How to Be a Better Best Friend

As mothers, we have our plates full and our role seems to constantly change, typically expanding. Mother, Wife, Worker, Lover, Cook, Friend. You get the point.

One role that I find gets lost in the shuffle is Friend. There are so many things to get done each day that my role of Friend gets neglected and pushed to the back burner nearly always. It’s sad to say, but being a friend has to take a backseat to everything else going on. It is the only role that I can actually postpone without my entire world crashing.

Now, there are some friends who can appreciate this, because they have the same conflict. And there are other friends who put their friendships ahead of other aspects in their lives. These women should be commended for the ability to change around their schedules to make their friends a priority.

My best friends are the ones that have the same time and priority conflicts and we can come together once a week, or even once every few weeks and pick up right back where we left off. If there are important things to talk about, then we get together or talk on the phone, but we certainly don’t talk every day… nor are we expected to. And that is the best part- no high expectations.

I happen to be closest with women with whom my life crosses over on several paths- we typically have kids who are friends and live in close proximity to each other. This provides instant gratification for everyone involved- minimum input (don’t have to go very far) and maximum output (our kids play together simultaneously). And if our husbands can be great friends too, well, then it becomes the perfect picture.

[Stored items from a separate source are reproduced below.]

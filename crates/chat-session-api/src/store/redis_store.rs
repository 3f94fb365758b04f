use redis::aio::ConnectionManager;
use std::time::Duration;
use tracing::{debug, info};

use super::{ttl_seconds, KeyValueStore, Namespace};
use crate::error::SessionResult;

/// Redis-backed list store (RPUSH / LRANGE / EXPIRE).
///
/// `ConnectionManager` reconnects on its own and is cheap to clone, so each
/// call works on its own handle.
#[derive(Clone)]
pub struct RedisStore {
    manager: ConnectionManager,
}

impl RedisStore {
    pub async fn connect(url: &str) -> SessionResult<Self> {
        let client = redis::Client::open(url)?;
        let manager = client.get_connection_manager().await?;
        info!("Redis connection established");
        Ok(Self { manager })
    }
}

#[async_trait::async_trait]
impl KeyValueStore for RedisStore {
    async fn append(&self, namespace: &Namespace, key: &str, value: &str) -> SessionResult<()> {
        let full_key = namespace.key(key);
        let mut con = self.manager.clone();
        let len: i64 = redis::cmd("RPUSH")
            .arg(&full_key)
            .arg(value)
            .query_async(&mut con)
            .await?;
        debug!("RPUSH {} -> {} entries", full_key, len);
        Ok(())
    }

    async fn read_list(&self, namespace: &Namespace, key: &str) -> SessionResult<Vec<String>> {
        let mut con = self.manager.clone();
        let values: Vec<String> = redis::cmd("LRANGE")
            .arg(namespace.key(key))
            .arg(0)
            .arg(-1)
            .query_async(&mut con)
            .await?;
        Ok(values)
    }

    async fn expire(&self, namespace: &Namespace, key: &str, ttl: Duration) -> SessionResult<()> {
        let mut con = self.manager.clone();
        let _: i64 = redis::cmd("EXPIRE")
            .arg(namespace.key(key))
            .arg(ttl_seconds(ttl))
            .query_async(&mut con)
            .await?;
        Ok(())
    }

    async fn append_with_ttl(
        &self,
        namespace: &Namespace,
        key: &str,
        value: &str,
        ttl: Duration,
    ) -> SessionResult<()> {
        let full_key = namespace.key(key);
        let mut con = self.manager.clone();
        // MULTI/EXEC: both commands apply or neither does
        let (len,): (i64,) = redis::pipe()
            .atomic()
            .cmd("RPUSH")
            .arg(&full_key)
            .arg(value)
            .cmd("EXPIRE")
            .arg(&full_key)
            .arg(ttl_seconds(ttl))
            .ignore()
            .query_async(&mut con)
            .await?;
        debug!("RPUSH+EXPIRE {} -> {} entries", full_key, len);
        Ok(())
    }

    async fn ping(&self) -> SessionResult<()> {
        let mut con = self.manager.clone();
        let _: String = redis::cmd("PING").query_async(&mut con).await?;
        Ok(())
    }
}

It is difficult for me to be a best friend because of how time consuming it can be. Eventually, I typically give up and back away if I find that the relationship requires too much energy and exertion. There just aren’t enough hours in the day. And on top of all this, to stress about a friend being hurt because I can’t dedicate the appropriate amount of time becomes the relationship killer.

So, I find myself surrounded by a high number of general friends, a decent number of great friends (5-10), but very few (2-3) best friends at any given time. The scenery changes every few years, based on proximity, if we or our friends move, if our kids have grown apart. (There are of course constant childhood, and other types of best friends who live in far away lands that we see just once a year-  I cling on to these friends because they have surpassed all other expectations of friendship…)

I think it is natural- that in each stage of life, we have great or best friends and then we move on, mature to a new level and develop new best friends. It is the philosophy of “Love the one you’re with” that controls my friendships. I’m not sure it’s the best philosophy for friendship, but it affords me the ability to be the best best friend I can be.